Trazendo para a auto – reflexão: seríamos capazes de renunciar algumas de nossas oportunidades e privilégios para que os que estão abaixo de nós possam usufruir de um pouco de dignidade?
Não me diga que a resposta é SIM de forma fácil, porque, na verdade, não é.
Estamos num movimento alucinante de materialismo em que esquecemos os valores mais significativos capazes de despertar nossa humanidade.
O POÇO nos traz uma alegoria de como as classes mais abastadas não se preocupam com os que estão abaixo, alienando-se a uma preocupação coletiva, esquecendo que a humanidade deve ser compreendida num âmbito grupal e não, individual.
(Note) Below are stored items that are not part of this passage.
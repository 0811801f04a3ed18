//! Message Entity
//!
//! A submitted text together with its classification. Messages are written
//! once and never updated or deleted.

use chrono::{DateTime, Utc};
use serde::{Deserialize, Serialize};
use uuid::Uuid;

use crate::domain::{errors::DomainError, Prediction};

/// A classified message that has not been stored yet
#[derive(Debug, Clone, PartialEq)]
pub struct NewMessage {
    text: String,
    prediction: Prediction,
}

impl NewMessage {
    /// Pair a submitted text with its prediction. The text is kept verbatim.
    pub fn new(text: impl Into<String>, prediction: Prediction) -> Result<Self, DomainError> {
        let text = text.into();
        if text.is_empty() {
            return Err(DomainError::validation("Text is required"));
        }
        Ok(Self { text, prediction })
    }

    pub fn text(&self) -> &str {
        &self.text
    }

    pub fn prediction(&self) -> &Prediction {
        &self.prediction
    }
}

/// A message exactly as the store holds it
///
/// Optional fields may be missing on records written by an older schema.
#[derive(Debug, Clone, PartialEq, Serialize, Deserialize)]
#[serde(rename_all = "camelCase")]
pub struct StoredMessage {
    pub id: Uuid,
    pub text: String,
    pub clean: Option<String>,
    pub label: Option<i32>,
    pub prob: Option<f64>,
    pub anomaly: Option<bool>,
    pub created_at: Option<DateTime<Utc>>,
}

impl StoredMessage {
    /// Materialize a freshly inserted record
    pub fn from_new(id: Uuid, created_at: DateTime<Utc>, message: &NewMessage) -> Self {
        let prediction = message.prediction();
        Self {
            id,
            text: message.text().to_string(),
            clean: Some(prediction.clean.clone()),
            label: Some(prediction.label.code()),
            prob: Some(prediction.prob),
            anomaly: Some(prediction.anomaly),
            created_at: Some(created_at),
        }
    }

    /// Fill in defaults for any missing field. `now` stands in for a missing timestamp.
    pub fn normalize(&self, now: DateTime<Utc>) -> NormalizedMessage {
        NormalizedMessage {
            id: self.id,
            text: self.text.clone(),
            clean: self.clean.clone().unwrap_or_default(),
            label: self.label.unwrap_or(0),
            prob: self.prob.unwrap_or(0.0),
            anomaly: self.anomaly.unwrap_or(false),
            created_at: self.created_at.unwrap_or(now),
        }
    }
}

/// Listing shape with every field present
#[derive(Debug, Clone, PartialEq, Serialize, Deserialize)]
#[serde(rename_all = "camelCase")]
pub struct NormalizedMessage {
    pub id: Uuid,
    pub text: String,
    pub clean: String,
    pub label: i32,
    pub prob: f64,
    pub anomaly: bool,
    pub created_at: DateTime<Utc>,
}

#[cfg(test)]
mod tests {
    use super::*;
    use chrono::TimeZone;

    fn spam_prediction() -> Prediction {
        Prediction::from_raw("win free prize".into(), 1, 0.93, false).unwrap()
    }

    #[test]
    fn test_new_message_rejects_empty_text() {
        let err = NewMessage::new("", spam_prediction()).unwrap_err();
        assert!(err.is_user_error());
    }

    #[test]
    fn test_new_message_keeps_text_verbatim() {
        let msg = NewMessage::new("  Win a free prize now!  ", spam_prediction()).unwrap();
        assert_eq!(msg.text(), "  Win a free prize now!  ");
    }

    #[test]
    fn test_from_new_fills_every_field() {
        let at = Utc.with_ymd_and_hms(2024, 5, 1, 12, 0, 0).unwrap();
        let id = Uuid::new_v4();
        let msg = NewMessage::new("Win a free prize now!", spam_prediction()).unwrap();
        let stored = StoredMessage::from_new(id, at, &msg);

        assert_eq!(stored.id, id);
        assert_eq!(stored.clean.as_deref(), Some("win free prize"));
        assert_eq!(stored.label, Some(1));
        assert_eq!(stored.prob, Some(0.93));
        assert_eq!(stored.anomaly, Some(false));
        assert_eq!(stored.created_at, Some(at));
    }

    #[test]
    fn test_normalize_applies_defaults_without_mutation() {
        let now = Utc.with_ymd_and_hms(2024, 5, 1, 12, 0, 0).unwrap();
        let legacy = StoredMessage {
            id: Uuid::new_v4(),
            text: "hello".into(),
            clean: None,
            label: None,
            prob: None,
            anomaly: None,
            created_at: None,
        };
        let before = legacy.clone();

        let normalized = legacy.normalize(now);

        assert_eq!(normalized.clean, "");
        assert_eq!(normalized.label, 0);
        assert_eq!(normalized.prob, 0.0);
        assert!(!normalized.anomaly);
        assert_eq!(normalized.created_at, now);
        assert_eq!(legacy, before);
    }

    #[test]
    fn test_serializes_camel_case() {
        let msg = NewMessage::new("hi", spam_prediction()).unwrap();
        let stored = StoredMessage::from_new(Uuid::new_v4(), Utc::now(), &msg);
        let json = serde_json::to_value(&stored).unwrap();
        assert!(json.get("createdAt").is_some());
        assert!(json.get("created_at").is_none());
    }
}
A hierarquização do POÇO nos leva a compreender que essa hierarquia distancia as pessoas e os seres humanos são forçados a cultivar o egoísmo, afastando a ideia de espontaneidade na solidariedade entre nós.
É
esse sistema vertical que molda as nossas vidas, do qual apenas o "EU", o "MEU"e o "MIM" são importantes. Desconsideramos os pronomes "NÓS, NOSSOS, CONOSCO".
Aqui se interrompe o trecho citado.